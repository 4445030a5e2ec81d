//! blockfall (workspace facade crate).
//!
//! Re-exports the workspace crates under one name and adds the environment
//! configuration used by the terminal binary.

pub mod config;

pub use blockfall_core as core;
pub use blockfall_input as input;
pub use blockfall_save as save;
pub use blockfall_term as term;
pub use blockfall_types as types;

pub use config::AppConfig;
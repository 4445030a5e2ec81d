//! Board tests: bounds, ownership, row queries and line clears.

use blockfall::core::{Board, Occupant, PieceId};
use blockfall::types::{PieceKind, BOARD_HEIGHT, BOARD_WIDTH};

const DEBRIS: PieceId = PieceId(0);

fn mino(kind: PieceKind) -> Option<Occupant> {
    Some(Occupant {
        kind,
        owner: DEBRIS,
    })
}

fn fill_row(board: &mut Board, y: i8) {
    for x in 0..BOARD_WIDTH as i8 {
        board.set(x, y, mino(PieceKind::I));
    }
}

#[test]
fn test_board_new_empty() {
    let board = Board::new();
    assert_eq!(board.width(), BOARD_WIDTH);
    assert_eq!(board.height(), BOARD_HEIGHT);

    for y in 0..BOARD_HEIGHT as i8 {
        for x in 0..BOARD_WIDTH as i8 {
            assert!(board.is_cell_free(x, y, &[]), "cell ({}, {}) should be free", x, y);
        }
    }
    assert_eq!(board.occupied().count(), 0);
}

#[test]
fn test_bounds_have_no_ceiling() {
    let board = Board::new();
    assert!(board.is_inside_bounds(0, 0));
    assert!(board.is_inside_bounds(9, 0));
    assert!(board.is_inside_bounds(5, BOARD_HEIGHT as i8 + 3));
    assert!(!board.is_inside_bounds(-1, 0));
    assert!(!board.is_inside_bounds(BOARD_WIDTH as i8, 0));
    assert!(!board.is_inside_bounds(0, -1));
}

#[test]
fn test_set_and_read_back() {
    let mut board = Board::new();
    assert!(board.set(5, 10, mino(PieceKind::T)));
    assert_eq!(board.occupant_at(5, 10).map(|o| o.kind), Some(PieceKind::T));

    assert!(board.set(5, 10, None));
    assert_eq!(board.occupant_at(5, 10), None);

    assert!(!board.set(-1, 0, mino(PieceKind::T)));
    assert!(!board.set(0, BOARD_HEIGHT as i8, mino(PieceKind::T)));
}

#[test]
fn test_cell_free_excludes_listed_owners() {
    let mut board = Board::new();
    board.place_piece(PieceId(7), PieceKind::S, &[(3, 3)]);

    assert!(!board.is_cell_free(3, 3, &[]));
    assert!(!board.is_cell_free(3, 3, &[PieceId(8)]));
    assert!(board.is_cell_free(3, 3, &[PieceId(8), PieceId(7)]));
}

#[test]
fn test_place_piece_moves_previous_cells() {
    let mut board = Board::new();
    let id = PieceId(3);
    board.place_piece(id, PieceKind::O, &[(0, 0), (1, 0), (0, 1), (1, 1)]);
    board.place_piece(id, PieceKind::O, &[(4, 0), (5, 0), (4, 1), (5, 1)]);

    assert_eq!(board.occupant_at(0, 0), None);
    assert_eq!(board.occupant_at(4, 1).map(|o| o.owner), Some(id));
    assert_eq!(board.occupied().count(), 4);
}

#[test]
fn test_place_piece_skips_cells_above_skyline() {
    let mut board = Board::new();
    let top = BOARD_HEIGHT as i8;
    board.place_piece(PieceId(1), PieceKind::I, &[(5, top - 1), (5, top), (5, top + 1), (5, top + 2)]);
    assert_eq!(board.occupied().count(), 1);
    assert!(board.is_cell_free(5, top, &[]));
}

#[test]
fn test_row_full_is_a_pure_query() {
    let mut board = Board::new();
    fill_row(&mut board, 4);
    let before = board.clone();

    assert!(board.is_row_full(4));
    assert!(!board.is_row_full(3));
    assert!(!board.is_row_full(-1));
    assert!(!board.is_row_full(BOARD_HEIGHT as i8));
    assert_eq!(board.count_full_rows(), 1);
    assert_eq!(board, before);
}

#[test]
fn test_clear_row_shifts_rows_above() {
    let mut board = Board::new();
    board.set(0, 0, mino(PieceKind::J));
    fill_row(&mut board, 1);
    board.set(2, 2, mino(PieceKind::T));
    board.set(9, 19, mino(PieceKind::Z));

    board.clear_row(1);

    assert_eq!(board.occupant_at(0, 0).map(|o| o.kind), Some(PieceKind::J));
    assert_eq!(board.occupant_at(2, 1).map(|o| o.kind), Some(PieceKind::T));
    assert_eq!(board.occupant_at(9, 18).map(|o| o.kind), Some(PieceKind::Z));
    assert_eq!(board.occupant_at(9, 19), None);
    assert_eq!(board.occupied().count(), 3);
}

#[test]
fn test_clear_full_rows_rechecks_fallen_row() {
    let mut board = Board::new();
    fill_row(&mut board, 0);
    fill_row(&mut board, 1);
    board.set(3, 2, mino(PieceKind::L));
    fill_row(&mut board, 3);

    assert_eq!(board.clear_full_rows(), 3);
    assert_eq!(board.occupied().count(), 1);
    assert_eq!(board.occupant_at(3, 0).map(|o| o.kind), Some(PieceKind::L));
}

#[test]
fn test_single_full_row_clear_on_otherwise_empty_board() {
    let mut board = Board::new();
    for x in (0..BOARD_WIDTH as i8).step_by(2) {
        board.place_piece(PieceId(x as u32 + 1), PieceKind::O, &[(x, 0), (x + 1, 0)]);
    }

    assert!(board.is_row_full(0));
    assert_eq!(board.clear_full_rows(), 1);
    assert_eq!(board.occupied().count(), 0);
}

#[test]
fn test_write_u8_grid_uses_kind_codes() {
    let mut board = Board::new();
    board.set(2, 0, mino(PieceKind::S));
    let mut grid = [[0u8; BOARD_WIDTH as usize]; BOARD_HEIGHT as usize];
    board.write_u8_grid(&mut grid);
    assert_eq!(grid[0][2], PieceKind::S.code());
    assert_eq!(grid.iter().flatten().filter(|c| **c != 0).count(), 1);
}
//! Named save slots in a directory, one JSON file per slot.

use std::fs;
use std::path::{Path, PathBuf};

use anyhow::{bail, Context, Result};
use tracing::{debug, info};

use crate::record::SavedGame;

const EXTENSION: &str = "sav";

/// Directory of save slots. Slot `name` lives in `<dir>/<name>.sav`.
#[derive(Debug, Clone)]
pub struct SaveStore {
    dir: PathBuf,
}

impl SaveStore {
    /// Open `dir`, creating it if needed.
    pub fn open(dir: impl Into<PathBuf>) -> Result<Self> {
        let dir = dir.into();
        fs::create_dir_all(&dir)
            .with_context(|| format!("failed to create save directory {}", dir.display()))?;
        Ok(Self { dir })
    }

    pub fn dir(&self) -> &Path {
        &self.dir
    }

    /// Slot names are limited to ASCII letters, digits, `-` and `_`.
    fn slot_path(&self, slot: &str) -> Result<PathBuf> {
        let valid = !slot.is_empty()
            && slot
                .chars()
                .all(|c| c.is_ascii_alphanumeric() || c == '-' || c == '_');
        if !valid {
            bail!("invalid save slot name {:?}", slot);
        }
        Ok(self.dir.join(format!("{}.{}", slot, EXTENSION)))
    }

    /// Write `game` to `slot`, replacing what was there.
    ///
    /// The record goes to a temporary file first and is renamed into place.
    pub fn save(&self, slot: &str, game: &SavedGame) -> Result<()> {
        let path = self.slot_path(slot)?;
        let tmp = path.with_extension("sav.tmp");
        let json = serde_json::to_vec_pretty(game).context("failed to encode saved game")?;
        fs::write(&tmp, json).with_context(|| format!("failed to write {}", tmp.display()))?;
        fs::rename(&tmp, &path)
            .with_context(|| format!("failed to move save into {}", path.display()))?;
        info!(slot, score = game.score, path = %path.display(), "game saved");
        Ok(())
    }

    pub fn load(&self, slot: &str) -> Result<SavedGame> {
        let path = self.slot_path(slot)?;
        let bytes =
            fs::read(&path).with_context(|| format!("failed to read save {}", path.display()))?;
        let game = serde_json::from_slice(&bytes)
            .with_context(|| format!("failed to parse save {}", path.display()))?;
        debug!(slot, "game loaded");
        Ok(game)
    }

    /// Remove `slot`. Returns false if it did not exist.
    pub fn delete(&self, slot: &str) -> Result<bool> {
        let path = self.slot_path(slot)?;
        if !path.exists() {
            return Ok(false);
        }
        fs::remove_file(&path)
            .with_context(|| format!("failed to delete save {}", path.display()))?;
        info!(slot, "save deleted");
        Ok(true)
    }

    pub fn exists(&self, slot: &str) -> bool {
        self.slot_path(slot).map(|p| p.is_file()).unwrap_or(false)
    }

    /// Slot names in the directory, sorted.
    pub fn list(&self) -> Result<Vec<String>> {
        let entries = fs::read_dir(&self.dir)
            .with_context(|| format!("failed to list {}", self.dir.display()))?;
        let mut slots = Vec::new();
        for entry in entries {
            let path = entry?.path();
            if path.extension().and_then(|e| e.to_str()) != Some(EXTENSION) {
                continue;
            }
            if let Some(stem) = path.file_stem().and_then(|s| s.to_str()) {
                slots.push(stem.to_string());
            }
        }
        slots.sort();
        Ok(slots)
    }
}
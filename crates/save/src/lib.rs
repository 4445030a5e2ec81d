//! Persistence for blockfall: save slots and the highscore table.
//!
//! Everything is JSON on disk. Errors carry the path they concern.

pub mod highscores;
pub mod record;
pub mod store;

pub use blockfall_core as core;
pub use blockfall_types as types;

pub use highscores::{HighscoreEntry, HighscoreTable, MAX_ENTRIES};
pub use record::{SavedGame, SavedMino, SavedPiece, SAVE_VERSION};
pub use store::SaveStore;

use std::time::{SystemTime, UNIX_EPOCH};

/// Seconds since the Unix epoch; 0 if the clock is before it.
pub fn unix_now() -> u64 {
    SystemTime::now()
        .duration_since(UNIX_EPOCH)
        .map(|d| d.as_secs())
        .unwrap_or(0)
}
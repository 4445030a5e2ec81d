//! Resting-position search shared by the ghost preview and hard drop.
//!
//! The search walks up from the floor and takes the first row where the piece
//! fits and nothing sits above any of its minos. It never looks above the
//! piece's current row, so the ghost can't render above the real piece.

use crate::board::Board;
use crate::pieces::Tetromino;

/// Every column above each mino of `piece` is free up to the top row.
pub fn is_sky_clear(board: &Board, piece: &Tetromino) -> bool {
    let top = board.height() as i8;
    piece.cells().iter().all(|&(x, y)| {
        ((y + 1)..top).all(|above| board.is_cell_free(x, above, &[piece.id]))
    })
}

/// Anchor row where `piece` would come to rest if dropped straight down.
///
/// Falls back to the piece's current row when no lower row qualifies.
pub fn resting_y(board: &Board, piece: &Tetromino) -> i8 {
    (0..=piece.y)
        .map(|y| Tetromino { y, ..*piece })
        .find(|candidate| candidate.fits(board) && is_sky_clear(board, candidate))
        .map_or(piece.y, |candidate| candidate.y)
}

/// `piece` moved to its resting row.
pub fn project(board: &Board, piece: &Tetromino) -> Tetromino {
    Tetromino {
        y: resting_y(board, piece),
        ..*piece
    }
}

#[cfg(test)]
mod tests {
    use super::*;
    use crate::board::{Occupant, PieceId};
    use crate::types::PieceKind;

    fn debris(board: &mut Board, x: i8, y: i8) {
        board.set(x, y, Some(Occupant { kind: PieceKind::I, owner: PieceId(0) }));
    }

    #[test]
    fn test_empty_board_rests_on_floor() {
        let board = Board::new();
        let piece = Tetromino::new(PieceId(1), PieceKind::O, 4, 20);
        assert_eq!(resting_y(&board, &piece), 0);
    }

    #[test]
    fn test_rests_on_top_of_stack() {
        let mut board = Board::new();
        for y in 0..3 {
            debris(&mut board, 4, y);
        }
        let piece = Tetromino::new(PieceId(1), PieceKind::O, 4, 20);
        assert_eq!(resting_y(&board, &piece), 3);
    }

    #[test]
    fn test_ignores_own_cells() {
        let mut board = Board::new();
        let piece = Tetromino::new(PieceId(1), PieceKind::T, 4, 10);
        board.place_piece(piece.id, piece.kind, &piece.cells());
        assert_eq!(resting_y(&board, &piece), 0);
    }

    #[test]
    fn test_does_not_tunnel_under_overhang() {
        let mut board = Board::new();
        // Roof over an empty pocket at (4..6, 0..2).
        debris(&mut board, 4, 3);
        let piece = Tetromino::new(PieceId(1), PieceKind::O, 4, 15);
        assert_eq!(resting_y(&board, &piece), 4);
    }

    #[test]
    fn test_never_above_current_row() {
        let mut board = Board::new();
        for y in 0..6 {
            debris(&mut board, 5, y);
        }
        // Overlaps the column everywhere below: stays put.
        let blocked = Tetromino::new(PieceId(1), PieceKind::O, 4, 3);
        assert_eq!(resting_y(&board, &blocked), 3);
    }
}
//! Storyloom — Orchestrator.
//!
//! Runs the daily unlock cycle: rebuilds the registry, splits it into
//! batches, advances each story in the current batch by one chapter and
//! schedules the next batch as a deferred continuation.

pub mod application;
pub mod domain;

****************

§ **Work task**:
Copy each line of the preceding data that contains the string "ghost".

§ **Written solution**:
//! Resting-position search shared by the ghost preview and hard drop.
//! piece's current row, so the ghost can't render above the real piece.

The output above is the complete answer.